Records to process>
//! Cache layer for counters, rankings and projections
//!
//! Two backends behind one trait:
//! - `InMemoryCacheStore`: builtin, single process, scripts run under one lock
//! - `RedisCacheStore`: proxy to an external Redis, scripts run as Lua

pub mod config;
mod entry;
pub mod proxy;
mod scripts;
mod store;

use std::sync::Arc;

pub use config::{format_memory_size, parse_memory_size, CacheConfig, CacheMode, CacheProxyConfig};
pub use entry::{CacheEntry, CacheValue, SortedSet};
pub use proxy::RedisCacheStore;
pub use store::{
  CacheStats, CacheStore, CacheStoreError, EvictionPolicy, InMemoryCacheStore, MembershipOp,
  RankingState, ToggleOutcome,
};

/// Build the cache selected by `config.mode`.
///
/// The builtin store is also returned on its own so the caller can drive its
/// expiry sweep.
pub async fn connect(
  config: &CacheConfig,
) -> anyhow::Result<(Arc<dyn CacheStore>, Option<Arc<InMemoryCacheStore>>)> {
  match config.mode {
    CacheMode::Builtin => {
      let store = Arc::new(InMemoryCacheStore::new(
        config.max_memory_bytes(),
        config.eviction,
      ));
      Ok((store.clone(), Some(store)))
    }
    CacheMode::Proxy => {
      let store = RedisCacheStore::new(&config.proxy).await?;
      store.test_connection().await?;
      Ok((Arc::new(store), None))
    }
  }
}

Exercise details> The count of lines in the records above holding the word "InMemoryCacheStore" should be reported as a number, with nothing added.

Exercise solution> 4